Socio-economic variations in historical concubinage

While Muslim cultures acknowledged concubinage, as well as polygamy, as a man's legal right, in reality these were usually practiced only by the royalty and elite sections of society.[75] The most highly desired slave-concubines in the Muslim world were not African women, but white girls, typically of Circassian or Georgian origin. However, they were very expensive.[76] The large-scale availability of women for sexual slavery had a strong influence on Muslim thought, even though the "harem" culture of the elite was not mirrored by most of the Muslim population.[77]

Abbasid Caliphate

The royals and nobles during the Abbasid Caliphate kept large numbers of concubines. The Caliph Harun al-Rashid possessed hundreds of concubines. The Caliph al-Mutawakkil was reported to have owned four thousand concubines.[78] Slaves for pleasure were costly and were a luxury for wealthy men. In his sex manual, Ali ibn Nasr promoted experimental sex with female slaves on the basis that free wives were respectable and would feel humiliated by the use of the sex positions described in his book because they show low esteem and a lack of love from the man.[1] Women preferred that their husbands keep concubines instead of taking a second wife. This was because a co-wife represented a greater threat to their position. Owning many concubines was perhaps more common than having many wives.[79]

Andalusia

In Muslim society in general, monogamy was common because keeping multiple wives and concubines was not affordable for many households.[80] The practice of keeping concubines was common in the Muslim upper class. Muslim rulers preferred having children with concubines because it helped them avoid the social and political complexities arising from marriage and kept their lineages separate from the other lineages in society.[81] One Umayyad ruler, Abd al-Rahman III, was known to have possessed more than 6000 concubines.[78]

Ottoman Empire

The Ottoman rulers would keep hundreds, even thousands, of concubines. Female war captives were often turned into concubines for the Ottoman rulers. Ambitious slave families associated with the palace would also frequently offer their daughters up as concubines.[82] Slave traders would abduct and sell Circassian girls.[83] The Circassian and Georgian women were systematically trafficked to eastern harems. This practice lasted into the 1890s.[82] Fynes Moryson noted that some Muslim men would keep their wives in various cities while others would keep them in a single house and would keep adding as many women as their lusts permitted. He wrote that "They buy free women to be their wives, or they buy "conquered women" at a lesser price to be their concubines."[84] Ottoman society had provided avenues for men who wished to have extramarital sex. They could either marry more wives while wealthy men could possess slaves and use them for sex.[85]

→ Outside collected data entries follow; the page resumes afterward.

use clap::Parser;
use robin_static::BuildError;
use robin_static::Builder;

#[derive(Parser, Debug)]
struct Args {
    #[arg(short = 'n', long = "keys", default_value_t = 1000)]
    keys: usize,

    #[arg(short = 'm', long = "multiplier", default_value_t = 1.0)]
    multiplier: f64,

    #[arg(short = 's', long = "seed", default_value_t = 0)]
    seed: u64,

    /// Reject layouts with any key further than this from its ideal slot.
    #[arg(short = 'd', long = "max_displacement")]
    max_displacement: Option<usize>,

    #[arg(short = 'r', long = "reseed_attempts", default_value_t = 0)]
    reseed_attempts: u32,
}

fn main() {
    let args = Args::parse();

    println!(
        "Building table of {} string keys with capacity multiplier {}",
        args.keys, args.multiplier
    );

    let mut builder = Builder::new()
        .capacity_multiplier(args.multiplier)
        .seed(args.seed)
        .reseed_attempts(args.reseed_attempts);
    if let Some(limit) = args.max_displacement {
        builder = builder.max_displacement(limit);
    }

    let pairs = (0..args.keys).map(|i| (format!("key{i:03}"), i as i64));
    let map = match builder.build(pairs) {
        Ok(map) => map,
        Err(BuildError::DisplacementLimit {
            limit,
            observed,
            seeds_tried,
        }) => {
            println!(
                "No layout within displacement {limit} after {seeds_tried} seed(s); last attempt reached {observed}"
            );
            return;
        }
        Err(err) => {
            println!("Build failed: {err}");
            return;
        }
    };

    println!("Capacity: {} (seed {})", map.capacity(), map.seed());

    let mut misses = 0;
    for i in 0..args.keys {
        let key = format!("key{i:03}");
        if map.get_or(key.as_str(), -1) != i as i64 {
            misses += 1;
        }
    }
    println!("Lookups that failed round trip: {misses}");

    println!("Probe histogram (displacement: keys):");
    for (distance, count) in map.probe_histogram().iter().enumerate() {
        println!("  {distance:>3}: {count}");
    }
    map.debug_stats().print();
}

Since the late 1300s Ottoman sultans would only permit heirs born from concubines to inherit their throne. Each concubine was only permitted to have one son. Once a concubine would bear a son she would spend the rest of her life plotting in favor of her son. If her son was to successfully become the next Sultan, she would become an unquestionable ruler. After the 1450s the Sultans stopped marrying altogether. Because of this there was great surprise when Sultan Sulayman fell in love with his concubine and married her. An Ottoman Sultan would have sexual relationships with only some women from his large collection of slave girls. This meant that a lot of the concubines were not given a family life if they were not desired by the Sultan. Some of these women would break the sharia by having homosexual relations.[78]

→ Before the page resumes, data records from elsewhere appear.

/// Probe statistics for a built table.
#[cfg(feature = "stats")]
#[derive(Debug, Clone)]
pub struct DebugStats {
    /// Number of keys stored
    pub populated: usize,
    /// Total number of slots
    pub capacity: usize,
    /// Load factor (populated / capacity)
    pub load_factor: f64,
    /// Largest distance of any key from its ideal slot
    pub max_displacement: usize,
    /// Mean distance of keys from their ideal slots
    pub mean_displacement: f64,
    /// Total memory in bytes used by the slot array
    pub total_bytes: usize,
    /// Memory in bytes held by empty slots
    pub wasted_bytes: usize,
}

#[cfg(feature = "stats")]
impl DebugStats {
    /// Pretty-print the debug statistics.
    #[cfg(feature = "std")]
    pub fn print(&self) {
        println!("=== Static Table Statistics ===");
        println!(
            "Population: {}/{} ({:.2}% load factor)",
            self.populated,
            self.capacity,
            self.load_factor * 100.0
        );
        println!(
            "Displacement: max {}, mean {:.3}",
            self.max_displacement, self.mean_displacement
        );
        println!("Total Allocated: {} bytes", self.total_bytes);
        println!(
            "Memory: {} bytes in empty slots ({:.02}%)",
            self.wasted_bytes,
            if self.total_bytes == 0 {
                0.0
            } else {
                (self.wasted_bytes as f64 / self.total_bytes as f64) * 100.0
            }
        );
    }
}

And if a man wants to take a concubine and his wife says to him "I will kill myself," he is not prohibited [from doing so], because it is a lawful act, but if he abstains to save her grief, he will be rewarded, because of the hadith "Whoever sympathises with my community, God will sympathise with him."

A 17th century Hanafi scholar, Imam Haskafi, writes in his jurisprudential work Al-Durr al-Mukhtar[86]

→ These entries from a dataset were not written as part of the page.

#![warn(missing_docs)]
#![doc = include_str!("../README.md")]
#![cfg_attr(not(feature = "std"), no_std)]

extern crate alloc;

pub mod builder;

/// Seeded key hashing.
///
/// This module provides the deterministic hash functions used to place and
/// find keys, and the [`SeededHasher`](hash::SeededHasher) seam that lets a
/// table use a different hash family.
pub mod hash;

pub mod static_map;

/// A read-only set built on top of [`StaticMap`].
///
/// This module provides a `StaticSet` that wraps a `StaticMap<K, ()>` and
/// answers membership queries for a fixed key set.
pub mod static_set;

pub use builder::BuildError;
pub use builder::Builder;
pub use builder::build;
#[cfg(feature = "foldhash")]
pub use hash::FoldHasher;
pub use hash::PerfectHash;
pub use hash::SeededHasher;
pub use hash::StandardHasher;
pub use static_map::StaticMap;
pub use static_set::StaticSet;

Research into Ottoman records show that polygamy was absent or rare in the sixteenth and seventeenth centuries.[87] Concubinage and polygamy were quite uncommon outside the elite. Goitein says that monogamy was a feature of the "progressive middle class" Muslims.[88] Elite men were required to leave their wives and concubines if they wished to marry an Ottoman princess.[89] The Mamluk governor of Baghdad, Umar Pasha, died childless because his wife prevented him from having a concubine.[69] Writing in the early 18th century, one visitor noted that from among the Ottoman courtiers, only the imperial treasurer kept female slaves for sex and others thought of him as a lustful person.[89] Edward Lane, who visited Egypt in the 1830s, noted that very few Egyptian men were polygamous and most of the men with only one wife did not keep concubines, usually for the sake of domestic peace. However, some kept Abyssinian slaves who were less costly than maintaining a wife. While white slave-girls would be in the keep of wealthy Turks, the concubines kept by upper and middle class Egyptians were usually Abyssinians.[90]

Indian subcontinent

Ovington, a voyager who wrote about his journey to Surat, stated that Muslim men had an "extraordinary liberty for women" and kept as many concubines as they could afford.[91] Akbar had a harem of at least 5000 women and Aurangzeb's harem was even larger.[92] The nobles in India could possess as many concubines as they wanted.[93] Ismail Quli Khan, a Mughal noble, possessed 1200 girls. Another nobleman, Said, had many wives and concubines from whom he fathered 60 sons in just four years.[94] Francisco Pelseart describes that noblemen would visit a different wife each night, who would welcome him along with the slave girls. If he felt attracted to any slave-girl he would call her to him for his enjoyment while the wife would not dare to show her anger. The wife would punish the slave-girl later.[95]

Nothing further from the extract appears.